Angels do nto require that they themselves should be worshipped. This is a valuable lesson to remember in the material age. Many media personalities, self-help gurus, and politicians have chosen to portray themselves as angelic people who have come to assist us without troubles.
Yet their aid always comes with a price attached.
“Watch my new movie.”
“Buy my new course.”
“Vote for me.”
These people cannot be angels. They make demands, and an angel should do so, but the demand is always in their self-interest, and it is not in God’s.
The Fidelity of Angels to God
Examples of this occur in holy writ.
Some fancied they should, by adoration or sacrifice, pay the same honor to angels as is due to God, and were prevented from doing so by the angels themselves, and ordered to render it to Him to whom alone they know it to be due.
And the holy angels have in this been imitated by holy men of God.
The First Commandment is the greatest order which God has given to those beings within His creation. It asserts that they are to hold Him , and no other, up as the greatest good. It is for this reason that anyone who aspires to be good must hold up God as a good greater than themselves. The angels who did not rebel against The Lord understood this, and the holiest of humans know this truth as well.
Holy Men Reject Sacrifices Made to Them
For Paul and Barnabas, when they had wrought a miracle of healing in Lycaonia, were thought to be gods, and the Lycaonians desired to sacrifice to them, and they humbly and piously declined this honor, and announced to them the God in whom they should believe. And those deceitful and proud spirits, who exact worship, do so simply because they know it to be due to the true God.

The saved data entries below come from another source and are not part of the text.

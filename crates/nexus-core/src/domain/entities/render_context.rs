use std::collections::HashMap;

use chrono::Datelike;

use crate::domain::entities::project_config::ProjectConfig;

/// Context for generated file bodies.
///
/// A **Value Object** holding every `{{VARIABLE}}` a built-in generator may
/// reference. Immutable after creation; `with_variable` returns a new one.
///
/// ## Built-in Variables
///
/// | Variable | Example | Source |
/// |----------|---------|--------|
/// | `PROJECT_NAME` | "shop-api" | Resolved config |
/// | `PROJECT_NAME_SNAKE` | "shop_api" | Computed |
/// | `PROJECT_NAME_PASCAL` | "ShopApi" | Computed |
/// | `DESCRIPTION` | "Node.js project..." | Resolved config |
/// | `AUTHOR` | "Nexus Developer" | Resolved config |
/// | `PACKAGE_MANAGER` | "npm" | Resolved config |
/// | `YEAR` | "2026" | System clock |
#[derive(Debug, Clone)]
pub struct RenderContext {
    project_name: String,
    variables: HashMap<String, String>,
}

impl RenderContext {
    /// Create a context for a bare project name, deriving casing variants.
    pub fn new(project_name: impl Into<String>) -> Self {
        let name = project_name.into();
        let mut vars = HashMap::new();

        vars.insert("PROJECT_NAME".to_string(), name.clone());
        vars.insert("PROJECT_NAME_SNAKE".to_string(), to_snake_case(&name));
        vars.insert("PROJECT_NAME_PASCAL".to_string(), to_pascal_case(&name));
        vars.insert("YEAR".to_string(), chrono::Local::now().year().to_string());

        Self {
            project_name: name,
            variables: vars,
        }
    }

    /// Context carrying all metadata of a resolved configuration.
    pub fn from_config(config: &ProjectConfig) -> Self {
        Self::new(&config.project_name)
            .with_variable("DESCRIPTION", &config.description)
            .with_variable("AUTHOR", &config.author)
            .with_variable("PACKAGE_MANAGER", config.package_manager.as_str())
    }

    pub fn with_variable(mut self, key: impl Into<String>, value: impl Into<String>) -> Self {
        self.variables.insert(key.into(), value.into());
        self
    }

    pub fn project_name(&self) -> &str {
        &self.project_name
    }

    pub fn get(&self, key: &str) -> Option<&str> {
        self.variables.get(key).map(String::as_str)
    }

    /// Replace every known `{{VARIABLE}}` placeholder.
    ///
    /// Unknown placeholders are left untouched, so JSX such as `{{ color }}`
    /// in generated components survives rendering. Substituted values are
    /// copied verbatim and never rendered again.
    pub fn render(&self, template: &str) -> String {
        let mut result = String::with_capacity(template.len());
        let mut rest = template;

        while let Some(start) = rest.find("{{") {
            result.push_str(&rest[..start]);
            let tail = &rest[start + 2..];
            let value = tail
                .find("}}")
                .and_then(|end| self.variables.get(&tail[..end]).map(|v| (end, v)));
            match value {
                Some((end, v)) => {
                    result.push_str(v);
                    rest = &tail[end + 2..];
                }
                None => {
                    result.push('{');
                    rest = &rest[start + 1..];
                }
            }
        }

        result.push_str(rest);
        result
    }
}

// ============================================================================
// String Case Conversion Helpers
// ============================================================================

fn words(s: &str) -> impl Iterator<Item = &str> {
    s.split(|c: char| c == '-' || c == '_' || c.is_whitespace())
        .filter(|w| !w.is_empty())
}

fn to_snake_case(s: &str) -> String {
    words(s)
        .map(str::to_lowercase)
        .collect::<Vec<_>>()
        .join("_")
}

fn to_pascal_case(s: &str) -> String {
    words(s)
        .map(|w| {
            let mut chars = w.chars();
            match chars.next() {
                Some(first) => first.to_uppercase().chain(chars).collect::<String>(),
                None => String::new(),
            }
        })
        .collect()
}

For that which they take pleasure in is not, as Porphyry says and some fancy, the smell of the victims, but divine honors.
They have, in fact, plenty odors on all hands, and if they wished more, they could provide them for themselves.
More than a few evangelists with massive ministries have hosted events in which they demonstrated supposedly miraculous healing powers before a large and gullible audience. The people being healed are, of course, paid actors, i.e., liars.
Now, these evangelists use their faked miracles to dupe hordes of gullible and desperate people into wasting money on their products and services.
These same people, of course, insist that to give to them is somehow a holy and righteous act which is pleasing before the lord. They have a variety of poor arguments to defend this lie as well

Demons and Sacrifice
But the spirits who arrogate to themselves divinity are delighted not with the smoke of carcasses but with the suppliant spirit which they deceive and hold in subjection, and hinder from drawing near to God, preventing him from offering himself in sacrifice to God by inducing him to sacrifice to others.
A demon who receives sacrifices obtains two things: the object of sacrifice and the attention of the one who handed it up. The latter of the two is far more valuable to an evil being. This is because the ultimate goal of any demon is to draw people away from God. So when a person delivers a thing up to the demon, it knows that its work has been accomplished, and it cares little for the thing which has been given.
We may practice this discernment in our own activities. Many people go through life trying to extract things from those around them. Yet if those same people receive what they pretend to want, then they are still unhappy.
Their persistent misery proves that they did not want the thing which they demanded. So what they truly wanted must have been for someone to commit to giving that thing in the first place. This would allow the demonic human to enjoy having drawn someone away from God, but this enjoyment disappears shortly afterward because the demon force someone who has already fallen to continue falling. It is at this point that the demon goes looking for new victims to extract subservience from.